3.11 Calculation Check (S)
Purpose: Checks whether the values in a numeric column of the student’s tibble have been scaled correctly.
Motivation: Some questions involve the multiplying of a column by a certain factor or formula (e.g., 1000
, the log()
function, Fahrenheit to Celsius conversion). This Check detects a specific, improper scale for a column (e.g., accidentally inverting a formula) and can hint at its correct transformation.
#Calculation Check Examples
#Example 1: Checking if a column is unscaled (it should have been scaled by 1000)
else if(isTRUE(all.equal((variable_name$column_name * 1000) |> sort(na.last = T),
variable_name_test$column_name |> sort(na.last = T),
tolerance = 0.001,
check.attributes = F))){
test.results[2, 4] <- "The values of `column_name` are incorrect. Hint: Did you scale this column by 1000? (Any additional feedback as needed.)"
}
#Example 2: Checking if a column inversely applied a subtraction formula
else if(isTRUE(all.equal((variable_name$column_name * -1) |> sort(na.last = T),
variable_name_test$column_name |> sort(na.last = T),
tolerance = 0.001,
check.attributes = F))){
test.results[2, 4] <- "The values of `column_name` are incorrect. Hint: Did you flip the subtraction formula when calculating this column? (Any additional feedback as needed.)"
}
Technicals
Since the Calculation Check assumes that the student’s answer has the correct column name, it is essential that the Column Name Check is placed beforehand.

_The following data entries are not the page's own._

use super::{Body, Screen, Target, ViewContext, ViewModel};
use crate::effect::{Effect, Task};
use crate::input::Key;
use crate::message::{AsyncResult, Message, NavParams, Subject};
use crate::model::ResourceChange;

const OPTIONS: [&str; 2] = ["Cancel", "Confirm"];
const CONFIRM: usize = 1;

#[derive(Debug, Clone, Eq, PartialEq)]
enum Action {
    Delete,
    Restart,
    RemoveData { key: String },
}

pub struct DialogView {
    target: Target,
    action: Action,
    grace_period_secs: u32,
    highlighted: usize,
    pending: bool,
    error: Option<String>,
}

impl DialogView {
    pub fn new(params: &NavParams) -> Result<Self, String> {
        let target = Target::from_params(params)?;
        let action = match params.require("action")? {
            "delete" => Action::Delete,
            "restart" if target.kind.is_scalable() => Action::Restart,
            "remove-data" if target.kind.has_data() => Action::RemoveData {
                key: params.require("key")?.to_string(),
            },
            other => {
                return Err(format!(
                    "action '{other}' is not available for {}",
                    target.describe()
                ));
            }
        };
        Ok(Self {
            target,
            action,
            grace_period_secs: 0,
            highlighted: 0,
            pending: false,
            error: None,
        })
    }

    fn prompt(&self) -> String {
        match &self.action {
            Action::Delete => format!("Delete {}?", self.target.describe()),
            Action::Restart => format!("Restart {}?", self.target.describe()),
            Action::RemoveData { key } => {
                format!("Remove key '{key}' from {}?", self.target.describe())
            }
        }
    }

    fn move_highlight(&mut self, delta: isize) {
        self.highlighted = self
            .highlighted
            .saturating_add_signed(delta)
            .min(OPTIONS.len() - 1);
    }

    fn confirm(&mut self) -> Effect {
        self.pending = true;
        self.error = None;
        let target = &self.target;
        match &self.action {
            Action::Delete => Effect::sequence([
                Effect::task(Task::DeleteResource {
                    kind: target.kind,
                    namespace: Some(target.namespace.clone()),
                    name: target.name.clone(),
                    grace_period_secs: self.grace_period_secs,
                }),
                target.back_to_list(Some(format!("deleted {}", target.describe()))),
            ]),
            Action::Restart => self.update(ResourceChange::Restart),
            Action::RemoveData { key } => self.update(ResourceChange::RemoveData { key: key.clone() }),
        }
    }

    fn update(&self, change: ResourceChange) -> Effect {
        let flash = format!("{} on {}", change.describe(), self.target.describe());
        Effect::sequence([
            Effect::task(Task::UpdateResource {
                kind: self.target.kind,
                namespace: self.target.namespace.clone(),
                name: self.target.name.clone(),
                change,
            }),
            self.target.back_to_detail(Some(flash)),
        ])
    }

    fn cancel(&self) -> Effect {
        self.target.back_to_detail(None)
    }
}

impl ViewModel for DialogView {
    fn init(&mut self, ctx: &ViewContext) -> Effect {
        self.grace_period_secs = ctx.config.delete_grace_period_secs;
        Effect::None
    }

    fn handle(&mut self, message: Message) -> Effect {
        match message {
            Message::AsyncResult(AsyncResult {
                subject: Subject::Delete | Subject::Update,
                result: Err(error),
                ..
            }) => {
                self.pending = false;
                self.error = Some(error.to_string());
                Effect::None
            }
            Message::Key(_) if self.pending => Effect::None,
            Message::Key(key) => match key {
                Key::Left | Key::Up | Key::BackTab | Key::Char('h') => {
                    self.move_highlight(-1);
                    Effect::None
                }
                Key::Right | Key::Down | Key::Tab | Key::Char('l') => {
                    self.move_highlight(1);
                    Effect::None
                }
                Key::Enter if self.highlighted == CONFIRM => self.confirm(),
                Key::Enter | Key::Char('n') => self.cancel(),
                Key::Char('y') => self.confirm(),
                key if key.is_back() => self.cancel(),
                _ => Effect::None,
            },
            _ => Effect::None,
        }
    }

    fn render(&self) -> Screen {
        let status = self.pending.then(|| "waiting for the cluster…".to_string());
        Screen::new(
            "Confirm",
            Body::Dialog {
                prompt: self.prompt(),
                options: OPTIONS.iter().map(|option| option.to_string()).collect(),
                highlighted: self.highlighted,
            },
        )
        .with_error(self.error.as_deref())
        .with_status(status)
        .with_hints(&[("←/→", "choose"), ("y", "confirm"), ("n/esc", "cancel")])
    }
}

#[cfg(test)]
mod tests {
    use super::DialogView;
    use crate::effect::{Effect, Task};
    use crate::input::Key;
    use crate::message::{FailureKind, Message, NavParams, Subject, TaskError, ViewId};
    use crate::model::ResourceChange;
    use crate::views::testing::{context, deliver, press};
    use crate::views::{Body, ViewModel};

    fn dialog(kind: &str, action: &str) -> DialogView {
        let params = NavParams::new()
            .with("kind", kind)
            .with("namespace", "default")
            .with("name", "api")
            .with("action", action)
            .with("key", "LOG_LEVEL");
        let mut view = DialogView::new(&params).expect("valid params");
        let _ = view.init(&context());
        view
    }

    #[test]
    fn highlight_starts_on_cancel_and_clamps() {
        let mut view = dialog("po", "delete");
        let _ = press(&mut view, Key::Left);
        let Body::Dialog { highlighted, .. } = view.render().body else {
            panic!("expected dialog body");
        };
        assert_eq!(highlighted, 0);

        let _ = press(&mut view, Key::Right);
        let _ = press(&mut view, Key::Right);
        let Body::Dialog { highlighted, .. } = view.render().body else {
            panic!("expected dialog body");
        };
        assert_eq!(highlighted, 1);
    }

    #[test]
    fn enter_on_cancel_goes_back_to_detail() {
        let mut view = dialog("po", "delete");
        assert!(matches!(
            press(&mut view, Key::Enter),
            Effect::Emit(Message::NavigateTo(ViewId::ResourceDetail, _))
        ));
    }

    #[test]
    fn confirmed_delete_awaits_remote_call_before_navigating() {
        let mut view = dialog("po", "delete");
        let _ = press(&mut view, Key::Right);
        let Effect::Sequence(steps) = press(&mut view, Key::Enter) else {
            panic!("expected a delete sequence");
        };
        assert!(matches!(
            &steps[0],
            Effect::Task(Task::DeleteResource {
                grace_period_secs: 30,
                ..
            })
        ));
        let Effect::Emit(Message::NavigateTo(ViewId::ResourceList, params)) = &steps[1] else {
            panic!("expected list navigation");
        };
        assert_eq!(params.get("flash"), Some("deleted pod default/api"));
        assert!(press(&mut view, Key::Esc).is_none());
    }

    #[test]
    fn failed_operation_clears_pending_and_shows_error() {
        let mut view = dialog("deploy", "restart");
        let Effect::Sequence(steps) = press(&mut view, Key::Char('y')) else {
            panic!("expected a restart sequence");
        };
        assert!(matches!(
            &steps[0],
            Effect::Task(Task::UpdateResource {
                change: ResourceChange::Restart,
                ..
            })
        ));

        let _ = deliver(
            &mut view,
            Subject::Update,
            Err(TaskError::new(FailureKind::Remote, "forbidden")),
        );
        assert_eq!(view.render().error.as_deref(), Some("forbidden"));
        assert!(matches!(
            press(&mut view, Key::Char('n')),
            Effect::Emit(Message::NavigateTo(ViewId::ResourceDetail, _))
        ));
    }

    #[test]
    fn remove_data_needs_a_data_kind() {
        let view = dialog("cm", "remove-data");
        assert!(view.render().plain_text().contains("LOG_LEVEL"));
        let params = NavParams::new()
            .with("kind", "po")
            .with("namespace", "default")
            .with("name", "api")
            .with("action", "remove-data")
            .with("key", "X");
        assert!(DialogView::new(&params).is_err());
    }
}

This Check also relies on the student’s column being numeric, so the numeric Type Check should be placed before as well.
- For instance, in Example 1, the column must be numeric for this line
variable_name$column_name * 1000
to work.
This is a subset of the Value Check. That is, if the Calculation Check is triggered, so too will the Value Check (but not the other way around).
Thus, for the Calculation Check to be effective, it should be placed before the Value Check (if both are implemented). In tandem, the Calculation Check first alerts the student to the use of a specific, improper scale (e.g., an unscaled column), then the Value Check alerts them to whether they have used any improper scale. In this way, the feedback can be more personalized.
- For example, what if a column conversion has multiple steps? Using both Checks can allow us to target our feedback more effectively.
Alternatively, the Calculation Check can be implemented within the Value Check, as shown below.
#Calculation Check combined with Value Check Example (with example hints)
#Value Check
else if(!isTRUE(all.equal(variable_name$column_name |> sort(na.last = T), variable_name_test$column_name |> sort(na.last = T)))){
#Calculation Check
if(isTRUE(all.equal((variable_name$column_name / 100) |> sort(na.last = T),
variable_name_test$column_name |> sort(na.last = T), tolerance = 0.001))){
test.results[2, 4] <- "The values of `column_name` are incorrect. Hint: Did you convert `column_name` to percentage format?"
}
else{
test.results[2, 4] <- "The values of `column_name` are incorrect. Hint: (a) Look at the function `lead()`. (b) Did you use the appropriate `.by` argument when constructing `column_name`?"
}
}
Please note that the Calculation Check does not have to be implemented alongside the Value Check, however, its scope is far more limited.